| PROBLEM DETAILS |
Report every line in the records below that holds the word "else".

| DATA EXTRACT |
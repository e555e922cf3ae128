//! PirLink node firmware: main entry point.
//!
//! ```text
//!   PIR A ─ISR─┐                                   ┌──▶ LogEventSink (serial log)
//!   PIR B ─ISR─┴─▶ EdgeChannel ─▶ node tasks ──────┤
//!                  (50 edges)     classifier,      └──▶ TelemetrySink ─▶ OutboundQueue
//!                                 commands,                                  │
//!                                 heartbeat ◀── InboundQueue ◀──┐            ▼
//!                                                               └── RadioScheduler ──▶ SharedRadio
//!                                                                   (every tick)        ▶ PoweredRadio
//!                                                                                       ▶ LoraModem (UART)
//! ```
//!
//! The main task wires everything, then supervises: it feeds the task
//! watchdog and performs the periodic reboot.

use std::time::Duration;

use anyhow::Result;
use esp_idf_hal::gpio::AnyIOPin;
use esp_idf_hal::peripherals::Peripherals;
use esp_idf_hal::uart::{UartDriver, config::Config as UartConfig};
use esp_idf_hal::units::Hertz;
use log::{error, info, warn};

use pirlink::adapters::log_sink::LogEventSink;
use pirlink::adapters::lora_modem::LoraModem;
use pirlink::adapters::telemetry_sink::{TelemetrySink, render};
use pirlink::adapters::time::SystemClock;
use pirlink::app::events::AppEvent;
use pirlink::app::ports::TimePort;
use pirlink::app::service::NodeService;
use pirlink::app::tasks::run_node_tasks;
use pirlink::config::{NodeConfig, RadioScheduleConfig};
use pirlink::drivers::hw_init::{self, SysOutputPin};
use pirlink::drivers::status_led::{BOOT_BLINKS, RunLight, TX_BLINKS};
use pirlink::drivers::task_pin::{Core, TaskSpec, spawn_pinned};
use pirlink::drivers::watchdog::{RebootTimer, Watchdog};
use pirlink::events::EdgeChannel;
use pirlink::pins;
use pirlink::queue::{InboundQueue, OutboundQueue};
use pirlink::radio::{PoweredRadio, SharedRadio, transmit_once};
use pirlink::scheduler::RadioScheduler;
use pirlink::sensors::{PirSensor, Side};

// ── Cross-task state ──────────────────────────────────────────

static EDGES: EdgeChannel = EdgeChannel::new();
static OUTBOUND: OutboundQueue = OutboundQueue::new();
static INBOUND: InboundQueue = InboundQueue::new();

const NODE_TASKS: TaskSpec = TaskSpec {
    name: "node\0",
    core: Core::App,
    priority: 10,
    stack_kb: 16,
};

const RADIO_TASK: TaskSpec = TaskSpec {
    name: "radio\0",
    core: Core::Pro,
    priority: 5,
    stack_kb: 16,
};

/// Supervision loop period.
const SUPERVISE_MS: u32 = 1000;

type Radio = PoweredRadio<LoraModem<UartDriver<'static>>, SysOutputPin>;

fn delay_ms(ms: u32) {
    std::thread::sleep(Duration::from_millis(u64::from(ms)));
}

/// Defaults, optionally overridden by JSON baked in at build time.
fn load_config() -> NodeConfig {
    let Some(json) = option_env!("PIRLINK_CONFIG") else {
        info!("Config: defaults");
        return NodeConfig::default();
    };
    match parse_override(json) {
        Ok(config) => {
            info!("Config: build-time override applied");
            config
        }
        Err(e) => {
            warn!("Config override rejected ({e}), using defaults");
            NodeConfig::default()
        }
    }
}

fn parse_override(json: &str) -> pirlink::error::Result<NodeConfig> {
    Ok(NodeConfig::from_json(json)?)
}

/// Body of the radio task.
fn run_radio(
    radio: SharedRadio<Radio>,
    clock: SystemClock,
    config: RadioScheduleConfig,
    mut run_light: RunLight<SysOutputPin>,
) {
    let mut scheduler = RadioScheduler::new(radio, clock, config, &OUTBOUND, &INBOUND);
    let mut reported = (0, 0);
    scheduler.run(|report| {
        if report.transmitted {
            let Ok(()) = run_light.blink(TX_BLINKS);
        }
        let drops = (OUTBOUND.dropped(), EDGES.dropped());
        if drops != reported || report.inbound_dropped > 0 {
            warn!(
                "drops: outbound={} edges={} inbound={}",
                drops.0,
                drops.1,
                INBOUND.dropped()
            );
            reported = drops;
        }
    })
}

fn main() -> Result<()> {
    // ── 1. ESP-IDF bootstrap ──────────────────────────────────
    esp_idf_svc::sys::link_patches();
    esp_idf_logger::init()?;

    info!("╔══════════════════════════════════════╗");
    info!("║  PirLink node v{:<22}║", env!("CARGO_PKG_VERSION"));
    info!("╚══════════════════════════════════════╝");

    // ── 2. Configuration ──────────────────────────────────────
    let config = load_config();
    OUTBOUND.set_capacity(config.outbound_queue_capacity);
    INBOUND.set_capacity(config.inbound_queue_capacity);
    info!(
        "Node '{}': tick {}s, window {}s, mode {:?}",
        config.node_id,
        config.radio.tick_interval_secs,
        config.radio.receive_window_secs,
        config.radio.mode
    );

    // ── 3. Outputs, watchdog, run light ───────────────────────
    hw_init::init_outputs()?;
    let watchdog = Watchdog::default();
    let clock = SystemClock::new();
    let reboot = RebootTimer::new(config.reboot_interval_hours, clock.now_ms());

    let mut run_light = RunLight::new(
        SysOutputPin::new(pins::RUN_LED_GPIO),
        pins::RUN_LED_ACTIVE_LOW,
        delay_ms,
    )?;
    run_light.blink(BOOT_BLINKS)?;

    // ── 4. Radio stack ────────────────────────────────────────
    let peripherals = Peripherals::take()?;
    // SAFETY: the UART pins are used by nothing else.
    let (tx, rx) = unsafe {
        (
            AnyIOPin::new(pins::LORA_UART_TX_GPIO),
            AnyIOPin::new(pins::LORA_UART_RX_GPIO),
        )
    };
    let uart = UartDriver::new(
        peripherals.uart1,
        tx,
        rx,
        Option::<AnyIOPin>::None,
        Option::<AnyIOPin>::None,
        &UartConfig::new().baudrate(Hertz(pins::LORA_UART_BAUD)),
    )?;
    let modem = LoraModem::new(uart, config.lora.clone());
    let powered = PoweredRadio::new(modem, SysOutputPin::new(pins::RADIO_ENABLE_GPIO))
        .with_settle(pins::RADIO_SETTLE_MS, delay_ms);
    let radio = SharedRadio::new(powered);

    // ── 5. Boot announcement (also detects the modem) ─────────
    let online = render(&config.node_id, &AppEvent::Started);
    let timeout = config.radio.effective_transmit_timeout_ms();
    match transmit_once(&mut radio.handle(), online.as_bytes(), timeout) {
        Ok(()) => info!("Announced {online}"),
        Err(e) if e.is_fatal() => {
            error!("LoRa modem: {e}, restarting");
            delay_ms(SUPERVISE_MS);
            hw_init::restart();
        }
        Err(e) => warn!("Boot announcement failed: {}", pirlink::error::Error::from(e)),
    }

    // ── 6. PIR interrupts ─────────────────────────────────────
    hw_init::init_pir_inputs([
        PirSensor::new(Side::Arrive, pins::PIR_ARRIVE_GPIO, &EDGES),
        PirSensor::new(Side::Depart, pins::PIR_DEPART_GPIO, &EDGES),
    ])?;

    // ── 7. Node tasks ─────────────────────────────────────────
    let service = NodeService::new()?;
    let node_id = config.node_id.clone();
    let heartbeat = Duration::from_secs(u64::from(config.heartbeat_interval_secs));
    spawn_pinned(NODE_TASKS, move || {
        let sink = (
            LogEventSink::new(),
            TelemetrySink::new(&node_id, &OUTBOUND).without_start_announcement(),
        );
        run_node_tasks(service, sink, &EDGES, &INBOUND, &clock, heartbeat);
    })?;

    // ── 8. Radio scheduler ────────────────────────────────────
    let scheduler_radio = radio.handle();
    let radio_config = config.radio.clone();
    spawn_pinned(RADIO_TASK, move || {
        run_radio(scheduler_radio, clock, radio_config, run_light);
    })?;

    // ── 9. Supervise ──────────────────────────────────────────
    info!("System ready");
    loop {
        watchdog.feed();
        if reboot.is_due(clock.now_ms()) {
            info!(
                "Scheduled reboot after {}h",
                config.reboot_interval_hours
            );
            delay_ms(SUPERVISE_MS);
            hw_init::restart();
        }
        delay_ms(SUPERVISE_MS);
    }
}
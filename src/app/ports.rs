//! Port traits: the boundary between domain logic and the outside world.
//!
//! ```text
//!   Adapter ──▶ Port trait ──▶ NodeService / RadioScheduler (domain)
//! ```
//!
//! Driven adapters (the LoRa modem, the clock, log and telemetry sinks)
//! implement these traits.  The domain consumes them via generics, so it
//! never touches hardware directly and runs unchanged against mocks on the
//! host.

use crate::error::RadioError;
use crate::queue::Packet;

use super::events::AppEvent;

// ───────────────────────────────────────────────────────────────
// Event sink port (driven adapter: domain → logging / telemetry)
// ───────────────────────────────────────────────────────────────

/// The domain emits structured [`AppEvent`]s through this port.
pub trait EventSink {
    fn emit(&mut self, event: &AppEvent);
}

/// Fan an event out to two sinks, left first.
impl<A: EventSink, B: EventSink> EventSink for (A, B) {
    fn emit(&mut self, event: &AppEvent) {
        self.0.emit(event);
        self.1.emit(event);
    }
}

// ───────────────────────────────────────────────────────────────
// Radio port (driven adapter: domain ↔ transceiver)
// ───────────────────────────────────────────────────────────────

/// A half-duplex packet radio.
///
/// Every operation carries its own timeout and blocks for at most that
/// long; there is no cancellation.  Implementations are not reentrant.
pub trait RadioPort {
    /// Energise the transceiver.  Radios without power control do nothing.
    fn power_on(&mut self) -> Result<(), RadioError> {
        Ok(())
    }

    /// De-energise the transceiver.
    fn power_off(&mut self) -> Result<(), RadioError> {
        Ok(())
    }

    /// Send one frame.
    fn transmit(&mut self, frame: &[u8], timeout_ms: u32) -> Result<(), RadioError>;

    /// Listen for one packet.  `Ok(None)` means the timeout elapsed quietly.
    fn receive(&mut self, timeout_ms: u32) -> Result<Option<Packet>, RadioError>;
}

// ───────────────────────────────────────────────────────────────
// Time port (driven adapter: domain ← clock)
// ───────────────────────────────────────────────────────────────

/// Monotonic clock plus a blocking delay.
pub trait TimePort {
    /// Milliseconds since boot.
    fn now_ms(&self) -> u64;

    /// Block the calling task for `ms` milliseconds.
    fn sleep_ms(&self, ms: u64);
}
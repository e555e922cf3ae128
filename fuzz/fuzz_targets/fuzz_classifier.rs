//! Fuzz target: `NodeService` edge and command handling
//!
//! Each input byte is either a sensor edge or a gateway command.  The
//! machine must always come back to a waiting state and the outbound
//! queue must stay within its capacity.
//!
//! cargo fuzz run fuzz_classifier

#![no_main]

use libfuzzer_sys::fuzz_target;
use pirlink::adapters::telemetry_sink::TelemetrySink;
use pirlink::app::service::NodeService;
use pirlink::fsm::states::{EventId, StateId};
use pirlink::queue::OutboundQueue;

fuzz_target!(|data: &[u8]| {
    let outbound = OutboundQueue::new();
    outbound.set_capacity(8);
    let Ok(mut service) = NodeService::new() else {
        return;
    };
    let mut sink = TelemetrySink::new("FUZZ", &outbound);
    service.start(&mut sink);

    for &b in data {
        match b % 8 {
            0..=3 => {
                service.handle_edge(EventId::EDGES[usize::from(b % 4)], &mut sink);
            }
            4 => {
                service.handle_packet(b"RESET", &mut sink);
            }
            5 => {
                service.handle_packet(b"STATUS", &mut sink);
            }
            6 => service.heartbeat(u64::from(b), &mut sink),
            _ => {
                let _ = outbound.try_pop();
            }
        }
        assert!(matches!(
            service.state(),
            StateId::Default | StateId::Arriving | StateId::Departing
        ));
        assert!(outbound.len() <= 8);
    }
});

| ANSWER TO THE EXERCISE |
    let Some(json) = option_env!("PIRLINK_CONFIG") else {
    // SAFETY: the UART pins are used by nothing else.
    let Ok(mut service) = NodeService::new() else {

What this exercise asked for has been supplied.